Manufacturers whose portfolios include security services offer significant advantages for machine and plant manufacturers. In this interview, Arno den Elzen, Business Development Manager Network Security Service at Rockwell Automation, looks at the economic, personnel and technological aspects.

Are German companies adequately prepared for potential cyber attacks and are their protective measures sufficient?

den Elzen: At the moment, it is not possible to answer this question for the entire industry and all German companies. However, what we can actually observe is that the topic of cybersecurity has obviously become more of a focus for companies. More and more companies have invested more heavily in comprehensive cybersecurity solutions in recent years. We are also noticing from the demand that digital security is now beginning to take on the importance it deserves.

We are seeing this even more than the industry average, particularly among companies in the energy and utilities sector, for example. As such companies are part of the critical infrastructure, it is particularly important here that the operation of the systems is guaranteed and that there are no downtimes due to cyberattacks. These companies in particular are obliged by law alone to think about how their systems can function without any problems.
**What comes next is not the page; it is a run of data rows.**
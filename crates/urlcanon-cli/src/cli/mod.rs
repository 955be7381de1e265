//! CLI for urlcanon.

mod commands;

use anyhow::Result;
use clap::{Parser, Subcommand};
use std::path::PathBuf;
use urlcanon_core::{config, Canonicalizer};

use commands::{run_check, run_clean, run_dedup, run_denylist, run_list};

/// Top-level CLI for urlcanon.
#[derive(Debug, Parser)]
#[command(name = "urlcanon")]
#[command(about = "urlcanon: strip tracking parameters from URLs", long_about = None)]
pub struct Cli {
    /// Ignore the config file and use the built-in denylist.
    #[arg(long, global = true)]
    pub no_config: bool,

    #[command(subcommand)]
    pub command: CliCommand,
}

#[derive(Debug, Subcommand)]
pub enum CliCommand {
    /// Print the canonical form of each URL (reads stdin lines when none given).
    Clean {
        /// URLs to canonicalize.
        urls: Vec<String>,
    },

    /// Report whether a URL carries tracking parameters.
    Check {
        /// URL to inspect.
        url: String,
    },

    /// List the tracking parameters found in a URL, one per line.
    List {
        /// URL to inspect.
        url: String,
    },

    /// Collapse a list of URLs to unique canonical URLs.
    Dedup {
        /// File with one URL per line (stdin when omitted).
        path: Option<PathBuf>,

        /// Print the full report as JSON.
        #[arg(long)]
        json: bool,
    },

    /// Print the effective denylist.
    Denylist,
}

impl CliCommand {
    pub fn run_from_args() -> Result<()> {
        let cli = Cli::parse();
        let canon = canonicalizer(cli.no_config)?;

        match cli.command {
            CliCommand::Clean { urls } => run_clean(&canon, &urls)?,
            CliCommand::Check { url } => run_check(&canon, &url)?,
            CliCommand::List { url } => run_list(&canon, &url)?,
            CliCommand::Dedup { path, json } => run_dedup(&canon, path.as_deref(), json)?,
            CliCommand::Denylist => run_denylist(&canon)?,
        }

        Ok(())
    }
}

fn canonicalizer(no_config: bool) -> Result<Canonicalizer> {
    if no_config {
        return Ok(Canonicalizer::default());
    }
    let cfg = config::load_or_init()?;
    tracing::debug!("loaded config: {:?}", cfg);
    Ok(Canonicalizer::new(cfg.denylist()))
}

#[cfg(test)]
mod tests;
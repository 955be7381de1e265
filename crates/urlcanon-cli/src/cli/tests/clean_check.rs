//! Tests for clean, check and list subcommands.

use super::parse;
use clap::Parser;
use crate::cli::CliCommand;

#[test]
fn cli_parse_clean_many() {
    let cli = parse(&[
        "urlcanon",
        "clean",
        "https://a.example/?utm_source=x",
        "https://b.example/",
    ]);
    assert!(!cli.no_config);
    match cli.command {
        CliCommand::Clean { urls } => {
            assert_eq!(urls, vec!["https://a.example/?utm_source=x", "https://b.example/"]);
        }
        _ => panic!("expected Clean"),
    }
}

#[test]
fn cli_parse_clean_stdin() {
    match parse(&["urlcanon", "clean"]).command {
        CliCommand::Clean { urls } => assert!(urls.is_empty()),
        _ => panic!("expected Clean"),
    }
}

#[test]
fn cli_parse_check() {
    match parse(&["urlcanon", "check", "https://example.com/?fbclid=1"]).command {
        CliCommand::Check { url } => assert_eq!(url, "https://example.com/?fbclid=1"),
        _ => panic!("expected Check"),
    }
}

#[test]
fn cli_parse_list() {
    match parse(&["urlcanon", "list", "https://example.com/?ref=a"]).command {
        CliCommand::List { url } => assert_eq!(url, "https://example.com/?ref=a"),
        _ => panic!("expected List"),
    }
}

#[test]
fn cli_check_requires_url() {
    assert!(crate::cli::Cli::try_parse_from(["urlcanon", "check"]).is_err());
}
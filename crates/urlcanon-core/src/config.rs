use anyhow::{Context, Result};
use serde::{Deserialize, Serialize};
use std::fs;
use std::path::{Path, PathBuf};

use crate::denylist::Denylist;

/// Global configuration loaded from `~/.config/urlcanon/config.toml`.
///
/// The denylist is policy: short keys such as `t` or `hash` are functional on
/// some sites, so deployments can drop or add names here.
#[derive(Debug, Clone, Default, PartialEq, Eq, Serialize, Deserialize)]
#[serde(default)]
pub struct UrlcanonConfig {
    /// Parameter names appended to the denylist.
    pub extra_params: Vec<String>,
    /// Names that must never be stripped, even if built in.
    pub keep_params: Vec<String>,
    /// Replaces the built-in denylist entirely when set.
    #[serde(skip_serializing_if = "Option::is_none")]
    pub replace_params: Option<Vec<String>>,
}

impl UrlcanonConfig {
    /// Effective denylist: base (built-in or `replace_params`), plus
    /// `extra_params`, minus `keep_params`.
    pub fn denylist(&self) -> Denylist {
        let base = match &self.replace_params {
            Some(names) => Denylist::new(names.iter().cloned()),
            None => Denylist::builtin(),
        };
        base.with_extra(self.extra_params.iter().cloned())
            .without(&self.keep_params)
    }
}

pub fn config_path() -> Result<PathBuf> {
    let xdg_dirs = xdg::BaseDirectories::with_prefix("urlcanon")?;
    Ok(xdg_dirs.place_config_file("config.toml")?)
}

/// Load configuration from disk, creating a default file if none exists.
pub fn load_or_init() -> Result<UrlcanonConfig> {
    let path = config_path()?;
    if !path.exists() {
        let default_cfg = UrlcanonConfig::default();
        let toml = toml::to_string_pretty(&default_cfg)?;
        if let Some(parent) = path.parent() {
            fs::create_dir_all(parent)?;
        }
        fs::write(&path, toml)?;
        tracing::info!("created default config at {}", path.display());
        return Ok(default_cfg);
    }

    load_from(&path)
}

/// Load configuration from an explicit path.
pub fn load_from(path: &Path) -> Result<UrlcanonConfig> {
    let data = fs::read_to_string(path)
        .with_context(|| format!("failed to read config {}", path.display()))?;
    let cfg: UrlcanonConfig = toml::from_str(&data)
        .with_context(|| format!("failed to parse config {}", path.display()))?;
    Ok(cfg)
}
//! `urlcanon dedup [FILE]` – collapse URLs that differ only by tracking noise.

use anyhow::Result;
use std::io::{self, Write};
use std::path::Path;
use urlcanon_core::Canonicalizer;

use super::input::read_urls;

pub fn run_dedup(canon: &Canonicalizer, path: Option<&Path>, json: bool) -> Result<()> {
    let urls = read_urls(path)?;
    dedup_to(
        canon,
        &urls,
        json,
        &mut io::stdout().lock(),
        &mut io::stderr().lock(),
    )
}

fn dedup_to(
    canon: &Canonicalizer,
    urls: &[String],
    json: bool,
    out: &mut impl Write,
    err: &mut impl Write,
) -> Result<()> {
    let report = canon.dedupe(urls);

    if json {
        writeln!(out, "{}", serde_json::to_string_pretty(&report)?)?;
        return Ok(());
    }

    for entry in &report.unique {
        writeln!(out, "{}", entry.canonical)?;
    }
    for e in &report.invalid {
        writeln!(err, "skipped: {e}")?;
    }
    writeln!(
        err,
        "{} unique, {} duplicate(s), {} invalid",
        report.unique.len(),
        report.duplicates.len(),
        report.invalid.len()
    )?;
    Ok(())
}
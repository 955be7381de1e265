//! `urlcanon list <url>` – print matched tracking keys.

use anyhow::Result;
use urlcanon_core::Canonicalizer;

pub fn run_list(canon: &Canonicalizer, url: &str) -> Result<()> {
    for key in canon.list_tracking_parameters(url) {
        println!("{key}");
    }
    Ok(())
}
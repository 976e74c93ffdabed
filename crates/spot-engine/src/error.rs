//! Error types for spot-engine operations.

use thiserror::Error;

#[derive(Error, Debug)]
pub enum SpotError {
    #[error("Invalid date format: {0}")]
    InvalidDateFormat(String),

    #[error("Malformed interval: {0}")]
    MalformedInterval(String),

    #[error("Invalid duration: {0}")]
    InvalidDuration(String),

    #[error("Calendar not found: {0}")]
    CalendarNotFound(String),

    #[error("Calendar data corrupt: {0}")]
    CalendarDataCorrupt(String),
}

pub type Result<T> = std::result::Result<T, SpotError>;
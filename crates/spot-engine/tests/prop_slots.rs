//! Property-based tests for splitting and tiling using proptest.
//!
//! These verify invariants that hold for *any* well-formed window, session
//! and duration triple, not just the worked examples in the unit tests.

use chrono::NaiveDate;
use proptest::prelude::*;
use spot_engine::splitter::split;
use spot_engine::tiler::{tile, Durations};
use spot_engine::{HourOfDay, TimeRange};

// ---------------------------------------------------------------------------
// Strategies
// ---------------------------------------------------------------------------

fn hour(minutes: u16) -> HourOfDay {
    HourOfDay::from_minutes(minutes).unwrap()
}

/// A well-formed range within one day (start < end, both in 00:00..=24:00).
fn arb_range() -> impl Strategy<Value = TimeRange> {
    (0u16..1440).prop_flat_map(|start| {
        ((start + 1)..=1440).prop_map(move |end| TimeRange {
            start: hour(start),
            end: hour(end),
        })
    })
}

/// Buffers up to 30 minutes around a 1-120 minute session.
fn arb_durations() -> impl Strategy<Value = Durations> {
    (0u32..=30, 1u32..=120, 0u32..=30).prop_map(|(before, session, after)| Durations {
        before,
        session,
        after,
    })
}

fn test_date() -> NaiveDate {
    NaiveDate::from_ymd_opt(2024, 6, 1).unwrap()
}

fn config() -> ProptestConfig {
    ProptestConfig {
        cases: 256,
        ..ProptestConfig::default()
    }
}

// ---------------------------------------------------------------------------
// Tiling invariants
// ---------------------------------------------------------------------------

proptest! {
    #![proptest_config(config())]

    // An interval of length L and block size B always yields floor(L / B)
    // mini-slots.
    #[test]
    fn tiling_yields_floor_len_over_block(
        interval in arb_range(),
        durations in arb_durations(),
    ) {
        let slots = tile(interval, test_date(), durations).unwrap();
        let expected = u64::from(interval.len_minutes()) / durations.block_minutes();
        prop_assert_eq!(slots.len() as u64, expected);
    }

    // Blocks are packed back to back, strictly increasing, and stay inside
    // the interval.
    #[test]
    fn tiling_is_back_to_back_and_inside_the_interval(
        interval in arb_range(),
        durations in arb_durations(),
    ) {
        let slots = tile(interval, test_date(), durations).unwrap();
        let date = test_date();

        if let (Some(first), Some(last)) = (slots.first(), slots.last()) {
            prop_assert_eq!(first.start_hour, interval.start.to_instant(date));
            prop_assert!(last.end_hour <= interval.end.to_instant(date));
        }
        for pair in slots.windows(2) {
            prop_assert_eq!(pair[0].end_hour, pair[1].start_hour);
            prop_assert!(pair[0].start_hour < pair[1].start_hour);
        }
    }

    // Every client window nests inside its block and lasts exactly the
    // requested session duration.
    #[test]
    fn client_window_nests_inside_each_block(
        interval in arb_range(),
        durations in arb_durations(),
    ) {
        let slots = tile(interval, test_date(), durations).unwrap();

        for slot in &slots {
            prop_assert!(slot.start_hour <= slot.client_start_hour);
            prop_assert!(slot.client_start_hour < slot.client_end_hour);
            prop_assert!(slot.client_end_hour <= slot.end_hour);

            let client_minutes = (slot.client_end_hour - slot.client_start_hour).num_minutes();
            prop_assert_eq!(client_minutes, i64::from(durations.session));

            let block_minutes = (slot.end_hour - slot.start_hour).num_minutes();
            prop_assert_eq!(block_minutes as u64, durations.block_minutes());
        }
    }
}

// ---------------------------------------------------------------------------
// Splitting invariants
// ---------------------------------------------------------------------------

proptest! {
    #![proptest_config(config())]

    // Whatever the session looks like, every emitted piece is a well-formed
    // sub-range of the original window.
    #[test]
    fn split_pieces_stay_inside_the_window(
        window in arb_range(),
        session in arb_range(),
    ) {
        let pieces = split(window, &[session]).unwrap();

        for piece in &pieces {
            prop_assert!(piece.start < piece.end);
            prop_assert!(piece.start >= window.start);
            prop_assert!(piece.end <= window.end);
        }
    }

    // A session strictly inside a window yields exactly the two flanking
    // pieces, together covering the window minus the session.
    #[test]
    fn strictly_inside_session_splits_cleanly(
        raw in (0u16..=1440, 0u16..=1440, 0u16..=1440, 0u16..=1440),
    ) {
        let mut cuts = [raw.0, raw.1, raw.2, raw.3];
        cuts.sort_unstable();
        prop_assume!(cuts[0] < cuts[1] && cuts[1] < cuts[2] && cuts[2] < cuts[3]);

        let window = TimeRange { start: hour(cuts[0]), end: hour(cuts[3]) };
        let session = TimeRange { start: hour(cuts[1]), end: hour(cuts[2]) };

        let pieces = split(window, &[session]).unwrap();

        prop_assert_eq!(pieces.len(), 2);
        prop_assert_eq!(pieces[0], TimeRange { start: window.start, end: session.start });
        prop_assert_eq!(pieces[1], TimeRange { start: session.end, end: window.end });
        // The pieces never overlap the session.
        prop_assert!(pieces[0].end <= session.start);
        prop_assert!(pieces[1].start >= session.end);

        let covered = u32::from(pieces[0].len_minutes()) + u32::from(pieces[1].len_minutes());
        prop_assert_eq!(covered, u32::from(window.len_minutes()) - u32::from(session.len_minutes()));
    }

    // With no sessions, splitting is the identity.
    #[test]
    fn no_sessions_is_identity(window in arb_range()) {
        prop_assert_eq!(split(window, &[]).unwrap(), vec![window]);
    }
}
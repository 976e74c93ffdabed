//! Subtract reserved sessions from an availability window.
//!
//! Produces the conflict-free sub-intervals of one window. Each session is
//! compared against the ORIGINAL window bounds, never against previously
//! produced pieces, and the pieces from every overlapping session are
//! unioned. For two disjoint sessions inside one window this can emit
//! overlapping pieces; that is the reference behavior and is kept
//! deliberately (see DESIGN.md).

use crate::error::Result;
use crate::types::TimeRange;

/// Split `window` into the sub-intervals free of any overlapping session.
///
/// Exactly one of four cases applies per overlapping session:
/// strictly inside (two pieces), flush with the window start (one trailing
/// piece), flush with the window end (one leading piece), or covering the
/// window exactly (no pieces). A window with no applicable session passes
/// through unchanged.
///
/// # Errors
/// [`crate::SpotError::MalformedInterval`] if the window or any session has
/// `end <= start`.
pub fn split(window: TimeRange, sessions: &[TimeRange]) -> Result<Vec<TimeRange>> {
    window.validate()?;

    let mut pieces = Vec::new();
    let mut conflict_free = true;

    for session in sessions {
        session.validate()?;

        let starts_inside = session.start > window.start;
        let ends_inside = session.end < window.end;
        let flush_start = session.start == window.start;
        let flush_end = session.end == window.end;

        if starts_inside && ends_inside {
            pieces.push(TimeRange {
                start: window.start,
                end: session.start,
            });
            pieces.push(TimeRange {
                start: session.end,
                end: window.end,
            });
            conflict_free = false;
        } else if flush_start && ends_inside {
            pieces.push(TimeRange {
                start: session.end,
                end: window.end,
            });
            conflict_free = false;
        } else if starts_inside && flush_end {
            pieces.push(TimeRange {
                start: window.start,
                end: session.start,
            });
            conflict_free = false;
        } else if flush_start && flush_end {
            // Session covers the window exactly: nothing is left of it.
            conflict_free = false;
        }
        // Any other session does not touch this window.
    }

    if conflict_free {
        pieces.push(window);
    }

    Ok(pieces)
}
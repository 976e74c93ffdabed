//! Calendar snapshot loading.
//!
//! The engine itself never touches the filesystem; callers hand it an
//! already-loaded [`CalendarRecord`]. The provider trait is the seam where
//! that record comes from: a JSON file directory in production, an
//! in-memory map in tests.

use std::collections::BTreeMap;
use std::fs;
use std::io::ErrorKind;
use std::path::PathBuf;

use crate::error::{Result, SpotError};
use crate::types::CalendarRecord;

/// Source of immutable calendar snapshots, keyed by an opaque identifier.
pub trait CalendarDataProvider {
    /// Load the record for `calendar_id`.
    ///
    /// # Errors
    /// [`SpotError::CalendarNotFound`] when the identifier is unknown,
    /// [`SpotError::CalendarDataCorrupt`] when the stored record fails to
    /// parse into the expected shape.
    fn load(&self, calendar_id: &str) -> Result<CalendarRecord>;
}

/// Reads `calendar.<id>.json` files from a configured directory.
#[derive(Debug, Clone)]
pub struct JsonFileProvider {
    dir: PathBuf,
}

impl JsonFileProvider {
    pub fn new(dir: impl Into<PathBuf>) -> Self {
        JsonFileProvider { dir: dir.into() }
    }

    fn path_for(&self, calendar_id: &str) -> PathBuf {
        self.dir.join(format!("calendar.{calendar_id}.json"))
    }
}

impl CalendarDataProvider for JsonFileProvider {
    fn load(&self, calendar_id: &str) -> Result<CalendarRecord> {
        let path = self.path_for(calendar_id);
        let raw = fs::read_to_string(&path).map_err(|e| match e.kind() {
            ErrorKind::NotFound => SpotError::CalendarNotFound(calendar_id.to_string()),
            _ => SpotError::CalendarDataCorrupt(format!("{}: {e}", path.display())),
        })?;
        serde_json::from_str(&raw)
            .map_err(|e| SpotError::CalendarDataCorrupt(format!("{}: {e}", path.display())))
    }
}

/// Holds records in memory; the test double for [`JsonFileProvider`].
#[derive(Debug, Clone, Default)]
pub struct InMemoryProvider {
    records: BTreeMap<String, CalendarRecord>,
}

impl InMemoryProvider {
    pub fn new() -> Self {
        Self::default()
    }

    pub fn insert(&mut self, calendar_id: impl Into<String>, record: CalendarRecord) {
        self.records.insert(calendar_id.into(), record);
    }
}

impl CalendarDataProvider for InMemoryProvider {
    fn load(&self, calendar_id: &str) -> Result<CalendarRecord> {
        self.records
            .get(calendar_id)
            .cloned()
            .ok_or_else(|| SpotError::CalendarNotFound(calendar_id.to_string()))
    }
}
//! Tile a conflict-free interval with fixed-size bookable blocks.
//!
//! Greedy left-to-right packing: each block reserves
//! `before + session + after` minutes but exposes only the inner `session`
//! minutes to the client. Packing stops at the first block that would
//! overrun the interval end, so an interval shorter than one block yields
//! an empty list (not an error).

use chrono::NaiveDate;

use crate::error::{Result, SpotError};
use crate::types::{MiniSlot, TimeRange};

/// The buffer/duration triple for one query, in minutes.
#[derive(Debug, Clone, Copy, PartialEq, Eq)]
pub struct Durations {
    /// Lead buffer reserved before the client-visible session.
    pub before: u32,
    /// The client-visible session length. Must be positive.
    pub session: u32,
    /// Trail buffer reserved after the client-visible session.
    pub after: u32,
}

impl Durations {
    /// Build a validated triple. Buffers may be zero; the session may not.
    pub fn new(before: u32, session: u32, after: u32) -> Result<Self> {
        let durations = Durations {
            before,
            session,
            after,
        };
        durations.validate()?;
        Ok(durations)
    }

    /// A zero-length session would make the packing cursor stand still, so
    /// it is rejected up front. This also guarantees tiling terminates.
    pub fn validate(&self) -> Result<()> {
        if self.session == 0 {
            return Err(SpotError::InvalidDuration(
                "session duration must be positive".to_string(),
            ));
        }
        Ok(())
    }

    /// Full reserved block length in minutes.
    pub fn block_minutes(&self) -> u64 {
        u64::from(self.before) + u64::from(self.session) + u64::from(self.after)
    }
}

/// Produce the ordered mini-slots that fit entirely inside `interval`.
///
/// For an interval of length `L` and block size `B` this yields exactly
/// `floor(L / B)` slots, strictly increasing and back to back.
///
/// # Errors
/// [`SpotError::MalformedInterval`] for an inverted interval,
/// [`SpotError::InvalidDuration`] for a zero session duration.
pub fn tile(interval: TimeRange, date: NaiveDate, durations: Durations) -> Result<Vec<MiniSlot>> {
    interval.validate()?;
    durations.validate()?;

    let block = durations.block_minutes();
    let mut slots = Vec::new();
    let mut cursor = interval.start;

    // The fit check runs on raw minute counts before any wall-clock
    // addition, so the additions below can never leave 00:00..=24:00.
    while u64::from(cursor.minutes()) + block <= u64::from(interval.end.minutes()) {
        let block_end = cursor.add_minutes(block as i32)?;
        let client_start = cursor.add_minutes(durations.before as i32)?;
        let client_end = cursor.add_minutes((durations.before + durations.session) as i32)?;

        slots.push(MiniSlot {
            start_hour: cursor.to_instant(date),
            end_hour: block_end.to_instant(date),
            client_start_hour: client_start.to_instant(date),
            client_end_hour: client_end.to_instant(date),
        });

        cursor = block_end;
    }

    Ok(slots)
}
When we talk about cyberattacks, however, we are not only talking about production and operational downtimes, but also about data theft and potentially life-threatening manipulation. This is why the legal provisions mentioned above also apply to companies in the pharmaceutical and food industries. Cybersecurity must be a fundamental component of the digital architecture here.

Investments in cybersecurity should essentially be based on the guidelines set out in the international IEC 62443 series of standards. At Rockwell Automation, we naturally also observe these in every project that we plan and implement together with operators and responsible parties.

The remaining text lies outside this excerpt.